Talent and human capital, said Bowman. "My clients are trying all kinds of new strategies. They're bringing in labor from other markets, assisting with immigration and visas, and paying stipends to employees who need childcare," she said. And they've renewed their focus on benefits, company culture and are surveying their employees for preferences.
In Texas, it's more about the balance sheet. Having a strong one will determine if you can capitalize on acquisition opportunities for inventory, equipment, a facility or a competitor. "Many clients' balance sheets are as strong as they've ever been," said Bowden. "My No. 1 client conversation these days is about expansion and acquisition. Those can't happen without a strong balance sheet."
Regarding acquisitions, how can I best prepare to be the "hunted" and not the "hunter?"
Having up-to-date, quality financial reporting and a succession plan in place will help maximize returns on planned or unexpected opportunities. And it shouldn't take the threat of a recession to be ready, Nurdin said. "Too many times," he said, "I've seen an owner miss out on anticipated or hoped for value because they couldn't respond promptly or thoroughly to an inquiry."
The acquisition market has also been active in Colorado—and at nice multiples—according to Bowman, with SBA loans playing a role.
What impacts are higher interest rates having?
"I've seen a slowdown in borrowing for investment real estate, though not so much for owner-occupied facilities," said Bowman. "If a company is growing, has the necessary labor and materials, and needs the space, then the interest rate becomes a secondary consideration."
How can you help me prepare for the uncertainty ahead?
"Our intimate knowledge of our clients' business and industry plus local market awareness allows us to be both an ideal sounding board for the challenges they're facing and a source of capital and connection when they need it," said Nurdin.

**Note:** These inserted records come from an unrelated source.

//! Health check endpoint

use axum::{extract::State, http::StatusCode, routing::get, Json, Router};
use serde::Serialize;
use taskdesk_common::api::ApiResponse;
use tracing::warn;

use crate::AppState;

/// Health check payload
#[derive(Debug, Serialize)]
#[serde(rename_all = "camelCase")]
pub struct HealthStatus {
    /// "ok" or "degraded"
    pub status: String,
    /// Service name ("taskdesk-api")
    pub service: String,
    /// Crate version from Cargo.toml
    pub version: String,
    /// "connected" or "unreachable"
    pub database: String,
    /// Seconds since service started
    pub uptime_seconds: u64,
    pub environment: String,
}

/// GET /health
///
/// 200 while the database answers `SELECT 1`, 503 otherwise.
pub async fn health_check(
    State(state): State<AppState>,
) -> (StatusCode, Json<ApiResponse<HealthStatus>>) {
    let uptime = chrono::Utc::now().signed_duration_since(state.startup_time);
    let uptime_seconds = uptime.num_seconds().max(0) as u64;

    let database_ok = match sqlx::query("SELECT 1").execute(&state.db).await {
        Ok(_) => true,
        Err(e) => {
            warn!("Health check: database unreachable: {}", e);
            false
        }
    };

    let (code, status, database, message) = if database_ok {
        (StatusCode::OK, "ok", "connected", "Service is healthy")
    } else {
        (
            StatusCode::SERVICE_UNAVAILABLE,
            "degraded",
            "unreachable",
            "Database is unreachable",
        )
    };

    let health = HealthStatus {
        status: status.to_string(),
        service: "taskdesk-api".to_string(),
        version: env!("CARGO_PKG_VERSION").to_string(),
        database: database.to_string(),
        uptime_seconds,
        environment: state.config.environment.to_string(),
    };

    let mut body = ApiResponse::ok(health, message);
    body.success = database_ok;
    (code, Json(body))
}

/// Build health check routes
pub fn health_routes() -> Router<AppState> {
    Router::new().route("/health", get(health_check))
}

Bowman echoed that sentiment, "We are consultants and have the resources to provide sensitivity analysis and projections during this rate-increasing environment."The "if, when and how long" of a potential recession is uncertain at best. The three commercial banking experts say that business owners should filter out the noise and instead focus on what they can control, be it their hiring, purchasing, cash management or company culture. By doing so, businesses will be in a better position to "weather the storm" if a recession does come, they said.